- [Dataset extract]:
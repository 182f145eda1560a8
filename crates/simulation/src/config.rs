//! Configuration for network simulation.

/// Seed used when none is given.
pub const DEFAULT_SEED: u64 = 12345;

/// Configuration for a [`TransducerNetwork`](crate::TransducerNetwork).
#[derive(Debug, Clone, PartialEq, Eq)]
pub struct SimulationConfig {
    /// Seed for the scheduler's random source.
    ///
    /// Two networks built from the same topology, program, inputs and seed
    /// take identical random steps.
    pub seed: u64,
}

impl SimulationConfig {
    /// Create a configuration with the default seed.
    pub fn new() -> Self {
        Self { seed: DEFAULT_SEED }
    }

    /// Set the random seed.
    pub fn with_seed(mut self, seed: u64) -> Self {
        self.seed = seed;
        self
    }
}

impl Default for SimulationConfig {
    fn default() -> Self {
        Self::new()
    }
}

- [Exercise objective]: Using the entries above, quote each line verbatim from the first through the line that contains "impl Default for".

- [Answer for this exercise]:
repository 182f145eda1560a8
filename crates/simulation/src/config.rs
//! Configuration for network simulation.

/// Seed used when none is given.
pub const DEFAULT_SEED: u64 = 12345;

/// Configuration for a [`TransducerNetwork`](crate::TransducerNetwork).
#[derive(Debug, Clone, PartialEq, Eq)]
pub struct SimulationConfig {
    /// Seed for the scheduler's random source.
    ///
    /// Two networks built from the same topology, program, inputs and seed
    /// take identical random steps.
    pub seed: u64,
}

impl SimulationConfig {
    /// Create a configuration with the default seed.
    pub fn new() -> Self {
        Self { seed: DEFAULT_SEED }
    }

    /// Set the random seed.
    pub fn with_seed(mut self, seed: u64) -> Self {
        self.seed = seed;
        self
    }
}

impl Default for SimulationConfig {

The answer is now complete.